PROBLEM TO WORK ON
Scan the entries below. List each line with "Undefined".

--- DATA UNDER STUDY Enclosed Below ---

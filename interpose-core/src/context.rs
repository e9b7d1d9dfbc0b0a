// Copyright 2025 Sushanth (https://github.com/sushanthpy)
//
// This program is free software: you can redistribute it and/or modify
// it under the terms of the GNU Affero General Public License as published by
// the Free Software Foundation, either version 3 of the License, or
// (at your option) any later version.
//
// This program is distributed in the hope that it will be useful,
// but WITHOUT ANY WARRANTY; without even the implied warranty of
// MERCHANTABILITY or FITNESS FOR A PARTICULAR PURPOSE. See the
// GNU Affero General Public License for more details.
//
// You should have received a copy of the GNU Affero General Public License
// along with this program. If not, see <https://www.gnu.org/licenses/>.

//! Per-invocation operation context.
//!
//! A context is created when a pipeline invocation starts and is enriched as
//! it moves through the stages. Enrichment is additive: fields are only ever
//! filled in, never cleared, so a hook running late sees everything an early
//! hook saw plus the result, timing and resolution.
//!
//! Contexts are not retained by the engine. A hook that wants to keep one
//! (for aggregation, say) clones it.

use crate::error::InterposeError;
use crate::object::ObjectRef;
use crate::operation::{Operation, OperationKind, Outcome};
use crate::value::{PropertyDescriptor, PropertyKey, Value};
use chrono::{DateTime, Utc};
use serde::Serialize;
use std::backtrace::Backtrace;
use std::time::Duration;

/// How the outcome of an invocation was produced.
#[derive(Debug, Clone, Copy, PartialEq, Eq, Serialize)]
#[serde(rename_all = "camelCase")]
pub enum Resolution {
    /// The real operation ran against the target.
    Delegated,
    /// A full-override hook supplied the result.
    Overridden,
    /// A replacement callable ran instead of the target.
    Replaced,
    /// A result modifier vetoed the attempt before delegation.
    Vetoed,
}

/// Record carried through one pipeline invocation.
#[derive(Debug, Clone, Serialize)]
#[serde(rename_all = "camelCase")]
pub struct OperationContext {
    kind: OperationKind,
    timestamp: DateTime<Utc>,
    target: ObjectRef,
    #[serde(skip_serializing_if = "Option::is_none")]
    session: Option<String>,
    #[serde(skip_serializing_if = "Option::is_none")]
    property: Option<PropertyKey>,
    #[serde(skip_serializing_if = "Option::is_none")]
    receiver: Option<Value>,
    #[serde(skip_serializing_if = "Option::is_none")]
    arguments: Option<Vec<Value>>,
    #[serde(skip_serializing_if = "Option::is_none")]
    modified_arguments: Option<Vec<Value>>,
    #[serde(skip_serializing_if = "Option::is_none")]
    old_value: Option<Value>,
    #[serde(skip_serializing_if = "Option::is_none")]
    new_value: Option<Value>,
    #[serde(skip_serializing_if = "Option::is_none")]
    descriptor: Option<PropertyDescriptor>,
    #[serde(skip_serializing_if = "Option::is_none")]
    prototype: Option<Value>,
    #[serde(skip_serializing_if = "Option::is_none")]
    new_target: Option<ObjectRef>,
    #[serde(skip_serializing_if = "Option::is_none")]
    stack: Option<String>,
    #[serde(skip_serializing_if = "Option::is_none")]
    result: Option<Outcome>,
    #[serde(skip_serializing_if = "Option::is_none")]
    success: Option<bool>,
    #[serde(skip_serializing_if = "Option::is_none")]
    duration: Option<Duration>,
    #[serde(skip_serializing_if = "Option::is_none")]
    resolution: Option<Resolution>,
    #[serde(skip_serializing_if = "Option::is_none")]
    error: Option<String>,
}

impl OperationContext {
    /// Minimal context: kind, timestamp, target and the operation payload.
    /// This is what the conditional gate sees.
    pub(crate) fn new(target: &ObjectRef, operation: &Operation, session: Option<&str>) -> Self {
        let mut ctx = Self {
            kind: operation.kind(),
            timestamp: Utc::now(),
            target: target.clone(),
            session: session.map(str::to_string),
            property: operation.key().cloned(),
            receiver: None,
            arguments: None,
            modified_arguments: None,
            old_value: None,
            new_value: None,
            descriptor: None,
            prototype: None,
            new_target: None,
            stack: None,
            result: None,
            success: None,
            duration: None,
            resolution: None,
            error: None,
        };

        match operation {
            Operation::Set { value, .. } => ctx.new_value = Some(value.clone()),
            Operation::DefineProperty { descriptor, .. } => {
                ctx.descriptor = Some(descriptor.clone())
            }
            Operation::SetPrototypeOf { prototype } => {
                ctx.prototype = Some(Value::from(prototype.clone()))
            }
            Operation::Apply { this, args } => {
                ctx.receiver = Some(this.clone());
                ctx.arguments = Some(args.clone());
            }
            Operation::Construct { args, new_target } => {
                ctx.arguments = Some(args.clone());
                ctx.new_target = Some(new_target.clone().unwrap_or_else(|| target.clone()));
            }
            _ => {}
        }
        ctx
    }

    /// Records the prior own value for `set` and `deleteProperty`.
    ///
    /// Reads the own data slot only; accessors are not run, so observing a
    /// mutation never triggers a getter on the target.
    pub(crate) fn capture_prior_value(&mut self) {
        if matches!(self.kind, OperationKind::Set | OperationKind::DeleteProperty) {
            if let Some(key) = &self.property {
                self.old_value = Some(self.target.peek(key).unwrap_or_default());
            }
        }
    }

    pub(crate) fn capture_stack(&mut self) {
        self.stack = Some(Backtrace::force_capture().to_string());
    }

    pub(crate) fn record_modified_arguments(&mut self, args: Vec<Value>) {
        self.modified_arguments = Some(args);
    }

    pub(crate) fn record_resolution(&mut self, resolution: Resolution) {
        self.resolution = Some(resolution);
    }

    pub(crate) fn record_duration(&mut self, duration: Duration) {
        self.duration = Some(duration);
    }

    pub(crate) fn record_outcome(&mut self, outcome: &Outcome) {
        if let Outcome::Bool(success) = outcome {
            if self.kind.is_vetoable()
                || matches!(
                    self.kind,
                    OperationKind::SetPrototypeOf | OperationKind::PreventExtensions
                )
            {
                self.success = Some(*success);
            }
        }
        self.result = Some(outcome.clone());
    }

    pub(crate) fn record_error(&mut self, error: &InterposeError) {
        self.error = Some(error.to_string());
    }

    pub fn kind(&self) -> OperationKind {
        self.kind
    }

    pub fn timestamp(&self) -> DateTime<Utc> {
        self.timestamp
    }

    pub fn target(&self) -> &ObjectRef {
        &self.target
    }

    /// Name of the session the invocation belongs to, if it was named.
    pub fn session(&self) -> Option<&str> {
        self.session.as_deref()
    }

    pub fn property(&self) -> Option<&PropertyKey> {
        self.property.as_ref()
    }

    /// Receiver of an `apply`.
    pub fn receiver(&self) -> Option<&Value> {
        self.receiver.as_ref()
    }

    /// Arguments as originally passed.
    pub fn arguments(&self) -> Option<&[Value]> {
        self.arguments.as_deref()
    }

    /// Arguments as rewritten by the argument modifier, if it ran.
    pub fn modified_arguments(&self) -> Option<&[Value]> {
        self.modified_arguments.as_deref()
    }

    /// Arguments actually used for delegation.
    pub fn effective_arguments(&self) -> Option<&[Value]> {
        self.modified_arguments().or_else(|| self.arguments())
    }

    /// Own value before a `set` or `deleteProperty`. Only the own data slot
    /// is read: an inherited or accessor property reports `Undefined`.
    pub fn old_value(&self) -> Option<&Value> {
        self.old_value.as_ref()
    }

    pub fn new_value(&self) -> Option<&Value> {
        self.new_value.as_ref()
    }

    pub fn descriptor(&self) -> Option<&PropertyDescriptor> {
        self.descriptor.as_ref()
    }

    /// Requested prototype of a `setPrototypeOf` (`Null` for none).
    pub fn prototype(&self) -> Option<&Value> {
        self.prototype.as_ref()
    }

    pub fn new_target(&self) -> Option<&ObjectRef> {
        self.new_target.as_ref()
    }

    pub fn stack(&self) -> Option<&str> {
        self.stack.as_deref()
    }

    pub fn result(&self) -> Option<&Outcome> {
        self.result.as_ref()
    }

    /// The result as a value, for `get`, `apply` and `construct`.
    pub fn value(&self) -> Option<&Value> {
        self.result.as_ref().and_then(Outcome::as_value)
    }

    /// Success flag of a mutating operation.
    pub fn success(&self) -> Option<bool> {
        self.success
    }

    /// Time spent in delegation, when timing is enabled.
    pub fn duration(&self) -> Option<Duration> {
        self.duration
    }

    pub fn resolution(&self) -> Option<Resolution> {
        self.resolution
    }

    pub fn error(&self) -> Option<&str> {
        self.error.as_deref()
    }

    /// One-line description used for log output.
    pub fn summary(&self) -> String {
        let mut line = self.kind.to_string();
        if let Some(property) = &self.property {
            line.push(' ');
            line.push_str(property.as_str());
        }
        if let Some(args) = self.effective_arguments() {
            let args: Vec<String> = args.iter().map(Value::to_string).collect();
            line.push_str(&format!("({})", args.join(", ")));
        }
        if let Some(value) = &self.new_value {
            line.push_str(&format!(" = {}", value));
        }
        if let Some(result) = &self.result {
            line.push_str(&format!(" -> {}", result));
        }
        if let Some(duration) = self.duration {
            line.push_str(&format!(" [{:?}]", duration));
        }
        line
    }

    /// JSON rendering, for audit sinks.
    pub fn to_json(&self) -> serde_json::Value {
        serde_json::to_value(self).unwrap_or(serde_json::Value::Null)
    }
}

#[cfg(test)]
mod tests {
    use super::*;

    #[test]
    fn test_minimal_context_payload() {
        let target = ObjectRef::from_entries([("a", 1)]);
        let op = Operation::Set {
            key: "a".into(),
            value: Value::from(2),
        };
        let ctx = OperationContext::new(&target, &op, Some("audit"));

        assert_eq!(ctx.kind(), OperationKind::Set);
        assert_eq!(ctx.session(), Some("audit"));
        assert_eq!(ctx.property().map(PropertyKey::as_str), Some("a"));
        assert_eq!(ctx.new_value(), Some(&Value::from(2)));
        assert!(ctx.old_value().is_none());
        assert!(ctx.result().is_none());
    }

    #[test]
    fn test_enrichment_is_additive() {
        let target = ObjectRef::from_entries([("a", 1)]);
        let op = Operation::DeleteProperty { key: "a".into() };
        let mut ctx = OperationContext::new(&target, &op, None);

        ctx.capture_prior_value();
        ctx.record_duration(Duration::from_micros(5));
        ctx.record_outcome(&Outcome::Bool(true));

        assert_eq!(ctx.property().map(PropertyKey::as_str), Some("a"));
        assert_eq!(ctx.old_value(), Some(&Value::from(1)));
        assert_eq!(ctx.success(), Some(true));
        assert_eq!(ctx.duration(), Some(Duration::from_micros(5)));
    }

    #[test]
    fn test_effective_arguments() {
        let target = ObjectRef::function("f", |_, _| Ok(Value::Undefined));
        let op = Operation::Apply {
            this: Value::Undefined,
            args: vec![Value::from(1)],
        };
        let mut ctx = OperationContext::new(&target, &op, None);
        assert_eq!(ctx.effective_arguments(), Some(&[Value::from(1)][..]));

        ctx.record_modified_arguments(vec![Value::from(2)]);
        assert_eq!(ctx.arguments(), Some(&[Value::from(1)][..]));
        assert_eq!(ctx.effective_arguments(), Some(&[Value::from(2)][..]));
    }

    #[test]
    fn test_summary_and_json() {
        let target = ObjectRef::from_entries([("name", "x")]);
        let op = Operation::Get { key: "name".into() };
        let mut ctx = OperationContext::new(&target, &op, None);
        ctx.record_outcome(&Outcome::Value(Value::from("x")));

        assert_eq!(ctx.summary(), "get name -> \"x\"");
        let json = ctx.to_json();
        assert_eq!(json["kind"], "get");
        assert_eq!(json["property"], "name");
        assert_eq!(json["result"], "x");
    }
}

--- End of Enclosed DATA UNDER STUDY ---

WRITTEN RESPONSE
    /// is read: an inherited or accessor property reports `Undefined`.
        let target = ObjectRef::function("f", |_, _| Ok(Value::Undefined));
            this: Value::Undefined,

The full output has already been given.